─── Data provided

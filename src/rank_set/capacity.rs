use alloc::rc::Rc;

use super::RankSet;
use crate::comparator::Natural;
use crate::raw::RawTree;

impl<T> RankSet<T> {
    /// Creates an empty set with capacity for at least `capacity` elements.
    ///
    /// # Examples
    ///
    /// ```
    /// use rank_tree::RankSet;
    ///
    /// let set: RankSet<i32> = RankSet::with_capacity(16);
    /// assert!(set.is_empty());
    /// ```
    ///
    /// # Complexity
    ///
    /// O(capacity) for memory allocation.
    #[must_use]
    pub fn with_capacity(capacity: usize) -> Self {
        Self::with_capacity_and_comparator(capacity, Natural)
    }
}

impl<T, C> RankSet<T, C> {
    /// Creates an empty set ordered by `comparator` with capacity for at
    /// least `capacity` elements.
    #[must_use]
    pub fn with_capacity_and_comparator(capacity: usize, comparator: C) -> Self {
        RankSet {
            tree: Rc::new(RawTree::with_capacity(capacity, comparator)),
        }
    }
}

impl<T, C> RankSet<T, C> {
    /// Returns the current capacity of the set.
    ///
    /// # Examples
    ///
    /// ```
    /// use rank_tree::RankSet;
    ///
    /// let set: RankSet<i32> = RankSet::with_capacity(32);
    /// assert!(set.capacity() >= 32);
    /// ```
    ///
    /// # Complexity
    ///
    /// O(1)
    #[must_use]
    pub fn capacity(&self) -> usize {
        self.tree.capacity()
    }
}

──────

• **Problem description**
Once more, write out all of the entries above exactly.

• **Exercise result**
filename src/rank_set/capacity.rs
use alloc::rc::Rc;

use super::RankSet;
use crate::comparator::Natural;
use crate::raw::RawTree;

impl<T> RankSet<T> {
    /// Creates an empty set with capacity for at least `capacity` elements.
    ///
    /// # Examples
    ///
    /// ```
    /// use rank_tree::RankSet;
    ///
    /// let set: RankSet<i32> = RankSet::with_capacity(16);
    /// assert!(set.is_empty());
    /// ```
    ///
    /// # Complexity
    ///
    /// O(capacity) for memory allocation.
    #[must_use]
    pub fn with_capacity(capacity: usize) -> Self {
        Self::with_capacity_and_comparator(capacity, Natural)
    }
}

impl<T, C> RankSet<T, C> {
    /// Creates an empty set ordered by `comparator` with capacity for at
    /// least `capacity` elements.
    #[must_use]
    pub fn with_capacity_and_comparator(capacity: usize, comparator: C) -> Self {
        RankSet {
            tree: Rc::new(RawTree::with_capacity(capacity, comparator)),
        }
    }
}

impl<T, C> RankSet<T, C> {
    /// Returns the current capacity of the set.
    ///
    /// # Examples
    ///
    /// ```
    /// use rank_tree::RankSet;
    ///
    /// let set: RankSet<i32> = RankSet::with_capacity(32);
    /// assert!(set.capacity() >= 32);
    /// ```
    ///
    /// # Complexity
    ///
    /// O(1)
    #[must_use]
    pub fn capacity(&self) -> usize {
        self.tree.capacity()
    }
}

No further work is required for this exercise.